**Activity**
Every entry must be given again exactly as it is written.

**Provided material**
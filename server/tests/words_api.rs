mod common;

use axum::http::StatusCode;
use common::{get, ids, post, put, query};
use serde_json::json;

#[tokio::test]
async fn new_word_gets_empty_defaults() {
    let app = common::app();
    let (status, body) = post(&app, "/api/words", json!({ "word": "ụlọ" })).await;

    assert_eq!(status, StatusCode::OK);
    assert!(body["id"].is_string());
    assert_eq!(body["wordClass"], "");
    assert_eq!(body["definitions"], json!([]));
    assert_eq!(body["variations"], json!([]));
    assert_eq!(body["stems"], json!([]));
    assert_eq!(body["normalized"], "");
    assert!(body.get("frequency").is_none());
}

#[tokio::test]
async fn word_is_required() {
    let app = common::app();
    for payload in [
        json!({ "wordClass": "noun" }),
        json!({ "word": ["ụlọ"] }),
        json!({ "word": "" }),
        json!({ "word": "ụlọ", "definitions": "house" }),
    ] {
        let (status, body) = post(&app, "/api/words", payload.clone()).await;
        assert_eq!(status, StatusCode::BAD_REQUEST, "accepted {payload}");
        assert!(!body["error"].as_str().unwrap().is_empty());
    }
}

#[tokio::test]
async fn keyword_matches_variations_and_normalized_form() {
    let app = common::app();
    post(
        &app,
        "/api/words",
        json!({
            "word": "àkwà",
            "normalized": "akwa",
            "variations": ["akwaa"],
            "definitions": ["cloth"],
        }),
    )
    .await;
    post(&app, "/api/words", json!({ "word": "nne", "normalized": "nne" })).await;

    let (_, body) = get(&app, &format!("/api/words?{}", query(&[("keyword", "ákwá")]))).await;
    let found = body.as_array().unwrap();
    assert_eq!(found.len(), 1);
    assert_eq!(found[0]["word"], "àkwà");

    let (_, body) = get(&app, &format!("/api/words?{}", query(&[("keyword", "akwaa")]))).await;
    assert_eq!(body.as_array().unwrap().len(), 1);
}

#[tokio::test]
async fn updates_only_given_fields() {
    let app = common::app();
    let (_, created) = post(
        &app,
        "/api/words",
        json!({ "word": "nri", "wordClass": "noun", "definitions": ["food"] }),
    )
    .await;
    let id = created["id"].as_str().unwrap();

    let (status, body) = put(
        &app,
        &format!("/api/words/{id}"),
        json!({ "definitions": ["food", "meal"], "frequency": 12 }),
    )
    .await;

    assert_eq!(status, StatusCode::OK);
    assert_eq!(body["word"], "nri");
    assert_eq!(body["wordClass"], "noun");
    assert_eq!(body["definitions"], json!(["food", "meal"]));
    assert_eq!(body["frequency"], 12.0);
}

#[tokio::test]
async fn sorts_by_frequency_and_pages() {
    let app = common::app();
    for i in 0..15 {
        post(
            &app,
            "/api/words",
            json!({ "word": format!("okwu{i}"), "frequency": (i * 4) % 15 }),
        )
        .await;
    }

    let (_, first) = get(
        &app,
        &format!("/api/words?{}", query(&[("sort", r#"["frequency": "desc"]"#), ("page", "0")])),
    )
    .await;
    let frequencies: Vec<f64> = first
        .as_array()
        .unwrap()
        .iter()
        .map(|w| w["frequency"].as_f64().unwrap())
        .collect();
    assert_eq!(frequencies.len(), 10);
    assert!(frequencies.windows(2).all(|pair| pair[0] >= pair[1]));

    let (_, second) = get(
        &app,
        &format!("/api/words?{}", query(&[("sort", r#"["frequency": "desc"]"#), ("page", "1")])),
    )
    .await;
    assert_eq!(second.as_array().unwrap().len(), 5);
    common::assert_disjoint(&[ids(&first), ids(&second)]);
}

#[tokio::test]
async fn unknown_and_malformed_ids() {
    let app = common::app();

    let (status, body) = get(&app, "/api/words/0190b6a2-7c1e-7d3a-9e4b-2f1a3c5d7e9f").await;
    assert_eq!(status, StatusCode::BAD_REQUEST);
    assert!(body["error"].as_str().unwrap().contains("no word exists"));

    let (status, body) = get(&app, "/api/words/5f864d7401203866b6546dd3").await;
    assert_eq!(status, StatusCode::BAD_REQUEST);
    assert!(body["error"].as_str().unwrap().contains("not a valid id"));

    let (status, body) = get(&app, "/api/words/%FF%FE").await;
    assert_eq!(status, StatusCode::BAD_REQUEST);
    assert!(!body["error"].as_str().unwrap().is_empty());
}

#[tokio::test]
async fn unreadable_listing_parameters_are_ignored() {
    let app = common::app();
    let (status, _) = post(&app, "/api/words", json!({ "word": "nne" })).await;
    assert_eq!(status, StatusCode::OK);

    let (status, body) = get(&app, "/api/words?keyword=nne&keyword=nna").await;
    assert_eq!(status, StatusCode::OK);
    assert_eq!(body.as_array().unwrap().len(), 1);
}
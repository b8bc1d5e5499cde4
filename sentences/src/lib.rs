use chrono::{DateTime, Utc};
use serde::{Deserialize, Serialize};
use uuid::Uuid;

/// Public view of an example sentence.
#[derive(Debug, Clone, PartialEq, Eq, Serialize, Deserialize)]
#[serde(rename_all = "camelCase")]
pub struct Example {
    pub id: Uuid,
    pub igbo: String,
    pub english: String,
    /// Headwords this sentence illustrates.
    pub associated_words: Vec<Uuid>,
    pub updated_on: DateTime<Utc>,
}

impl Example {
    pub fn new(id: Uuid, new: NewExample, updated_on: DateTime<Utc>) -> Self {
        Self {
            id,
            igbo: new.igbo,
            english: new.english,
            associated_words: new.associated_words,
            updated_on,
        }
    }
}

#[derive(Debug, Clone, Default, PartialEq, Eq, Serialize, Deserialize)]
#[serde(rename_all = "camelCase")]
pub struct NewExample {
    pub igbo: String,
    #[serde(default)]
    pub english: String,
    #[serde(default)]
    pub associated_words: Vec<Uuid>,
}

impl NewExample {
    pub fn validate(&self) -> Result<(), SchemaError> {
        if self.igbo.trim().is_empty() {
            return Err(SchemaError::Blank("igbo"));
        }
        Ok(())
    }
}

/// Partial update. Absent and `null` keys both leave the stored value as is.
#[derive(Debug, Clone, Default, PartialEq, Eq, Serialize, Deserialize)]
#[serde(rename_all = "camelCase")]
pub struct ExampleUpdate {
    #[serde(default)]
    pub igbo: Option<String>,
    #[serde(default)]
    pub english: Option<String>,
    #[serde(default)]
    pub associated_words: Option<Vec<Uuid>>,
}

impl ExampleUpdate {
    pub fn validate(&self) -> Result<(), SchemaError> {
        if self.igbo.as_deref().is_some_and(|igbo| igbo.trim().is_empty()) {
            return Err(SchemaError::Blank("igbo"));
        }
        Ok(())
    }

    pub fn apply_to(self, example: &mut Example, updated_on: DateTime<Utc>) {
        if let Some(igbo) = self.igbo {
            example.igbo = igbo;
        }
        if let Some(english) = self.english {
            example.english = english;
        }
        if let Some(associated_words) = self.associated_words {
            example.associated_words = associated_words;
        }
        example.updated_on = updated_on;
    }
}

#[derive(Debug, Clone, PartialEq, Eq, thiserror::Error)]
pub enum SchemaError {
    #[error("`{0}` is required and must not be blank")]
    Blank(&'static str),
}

**Solution**
filename server/tests/words_api.rs
mod common;

use axum::http::StatusCode;
use common::{get, ids, post, put, query};
use serde_json::json;

#[tokio::test]
async fn new_word_gets_empty_defaults() {
    let app = common::app();
    let (status, body) = post(&app, "/api/words", json!({ "word": "ụlọ" })).await;

    assert_eq!(status, StatusCode::OK);
    assert!(body["id"].is_string());
    assert_eq!(body["wordClass"], "");
    assert_eq!(body["definitions"], json!([]));
    assert_eq!(body["variations"], json!([]));
    assert_eq!(body["stems"], json!([]));
    assert_eq!(body["normalized"], "");
    assert!(body.get("frequency").is_none());
}

#[tokio::test]
async fn word_is_required() {
    let app = common::app();
    for payload in [
        json!({ "wordClass": "noun" }),
        json!({ "word": ["ụlọ"] }),
        json!({ "word": "" }),
        json!({ "word": "ụlọ", "definitions": "house" }),
    ] {
        let (status, body) = post(&app, "/api/words", payload.clone()).await;
        assert_eq!(status, StatusCode::BAD_REQUEST, "accepted {payload}");
        assert!(!body["error"].as_str().unwrap().is_empty());
    }
}

#[tokio::test]
async fn keyword_matches_variations_and_normalized_form() {
    let app = common::app();
    post(
        &app,
        "/api/words",
        json!({
            "word": "àkwà",
            "normalized": "akwa",
            "variations": ["akwaa"],
            "definitions": ["cloth"],
        }),
    )
    .await;
    post(&app, "/api/words", json!({ "word": "nne", "normalized": "nne" })).await;

    let (_, body) = get(&app, &format!("/api/words?{}", query(&[("keyword", "ákwá")]))).await;
    let found = body.as_array().unwrap();
    assert_eq!(found.len(), 1);
    assert_eq!(found[0]["word"], "àkwà");

    let (_, body) = get(&app, &format!("/api/words?{}", query(&[("keyword", "akwaa")]))).await;
    assert_eq!(body.as_array().unwrap().len(), 1);
}

#[tokio::test]
async fn updates_only_given_fields() {
    let app = common::app();
    let (_, created) = post(
        &app,
        "/api/words",
        json!({ "word": "nri", "wordClass": "noun", "definitions": ["food"] }),
    )
    .await;
    let id = created["id"].as_str().unwrap();

    let (status, body) = put(
        &app,
        &format!("/api/words/{id}"),
        json!({ "definitions": ["food", "meal"], "frequency": 12 }),
    )
    .await;

    assert_eq!(status, StatusCode::OK);
    assert_eq!(body["word"], "nri");
    assert_eq!(body["wordClass"], "noun");
    assert_eq!(body["definitions"], json!(["food", "meal"]));
    assert_eq!(body["frequency"], 12.0);
}

#[tokio::test]
async fn sorts_by_frequency_and_pages() {
    let app = common::app();
    for i in 0..15 {
        post(
            &app,
            "/api/words",
            json!({ "word": format!("okwu{i}"), "frequency": (i * 4) % 15 }),
        )
        .await;
    }

    let (_, first) = get(
        &app,
        &format!("/api/words?{}", query(&[("sort", r#"["frequency": "desc"]"#), ("page", "0")])),
    )
    .await;
    let frequencies: Vec<f64> = first
        .as_array()
        .unwrap()
        .iter()
        .map(|w| w["frequency"].as_f64().unwrap())
        .collect();
    assert_eq!(frequencies.len(), 10);
    assert!(frequencies.windows(2).all(|pair| pair[0] >= pair[1]));

    let (_, second) = get(
        &app,
        &format!("/api/words?{}", query(&[("sort", r#"["frequency": "desc"]"#), ("page", "1")])),
    )
    .await;
    assert_eq!(second.as_array().unwrap().len(), 5);
    common::assert_disjoint(&[ids(&first), ids(&second)]);
}

#[tokio::test]
async fn unknown_and_malformed_ids() {
    let app = common::app();

    let (status, body) = get(&app, "/api/words/0190b6a2-7c1e-7d3a-9e4b-2f1a3c5d7e9f").await;
    assert_eq!(status, StatusCode::BAD_REQUEST);
    assert!(body["error"].as_str().unwrap().contains("no word exists"));

    let (status, body) = get(&app, "/api/words/5f864d7401203866b6546dd3").await;
    assert_eq!(status, StatusCode::BAD_REQUEST);
    assert!(body["error"].as_str().unwrap().contains("not a valid id"));

    let (status, body) = get(&app, "/api/words/%FF%FE").await;
    assert_eq!(status, StatusCode::BAD_REQUEST);
    assert!(!body["error"].as_str().unwrap().is_empty());
}

#[tokio::test]
async fn unreadable_listing_parameters_are_ignored() {
    let app = common::app();
    let (status, _) = post(&app, "/api/words", json!({ "word": "nne" })).await;
    assert_eq!(status, StatusCode::OK);

    let (status, body) = get(&app, "/api/words?keyword=nne&keyword=nna").await;
    assert_eq!(status, StatusCode::OK);
    assert_eq!(body.as_array().unwrap().len(), 1);
}
repository b8bc1d5e5499cde4
filename sentences/src/lib.rs
use chrono::{DateTime, Utc};
use serde::{Deserialize, Serialize};
use uuid::Uuid;

/// Public view of an example sentence.
#[derive(Debug, Clone, PartialEq, Eq, Serialize, Deserialize)]
#[serde(rename_all = "camelCase")]
pub struct Example {
    pub id: Uuid,
    pub igbo: String,
    pub english: String,
    /// Headwords this sentence illustrates.
    pub associated_words: Vec<Uuid>,
    pub updated_on: DateTime<Utc>,
}

impl Example {
    pub fn new(id: Uuid, new: NewExample, updated_on: DateTime<Utc>) -> Self {
        Self {
            id,
            igbo: new.igbo,
            english: new.english,
            associated_words: new.associated_words,
            updated_on,
        }
    }
}

#[derive(Debug, Clone, Default, PartialEq, Eq, Serialize, Deserialize)]
#[serde(rename_all = "camelCase")]
pub struct NewExample {
    pub igbo: String,
    #[serde(default)]
    pub english: String,
    #[serde(default)]
    pub associated_words: Vec<Uuid>,
}

impl NewExample {
    pub fn validate(&self) -> Result<(), SchemaError> {
        if self.igbo.trim().is_empty() {
            return Err(SchemaError::Blank("igbo"));
        }
        Ok(())
    }
}

/// Partial update. Absent and `null` keys both leave the stored value as is.
#[derive(Debug, Clone, Default, PartialEq, Eq, Serialize, Deserialize)]
#[serde(rename_all = "camelCase")]
pub struct ExampleUpdate {
    #[serde(default)]
    pub igbo: Option<String>,
    #[serde(default)]
    pub english: Option<String>,
    #[serde(default)]
    pub associated_words: Option<Vec<Uuid>>,
}

impl ExampleUpdate {
    pub fn validate(&self) -> Result<(), SchemaError> {
        if self.igbo.as_deref().is_some_and(|igbo| igbo.trim().is_empty()) {
            return Err(SchemaError::Blank("igbo"));
        }
        Ok(())
    }

    pub fn apply_to(self, example: &mut Example, updated_on: DateTime<Utc>) {
        if let Some(igbo) = self.igbo {
            example.igbo = igbo;
        }
        if let Some(english) = self.english {
            example.english = english;
        }
        if let Some(associated_words) = self.associated_words {
            example.associated_words = associated_words;
        }
        example.updated_on = updated_on;
    }
}

#[derive(Debug, Clone, PartialEq, Eq, thiserror::Error)]
pub enum SchemaError {
    #[error("`{0}` is required and must not be blank")]
    Blank(&'static str),
}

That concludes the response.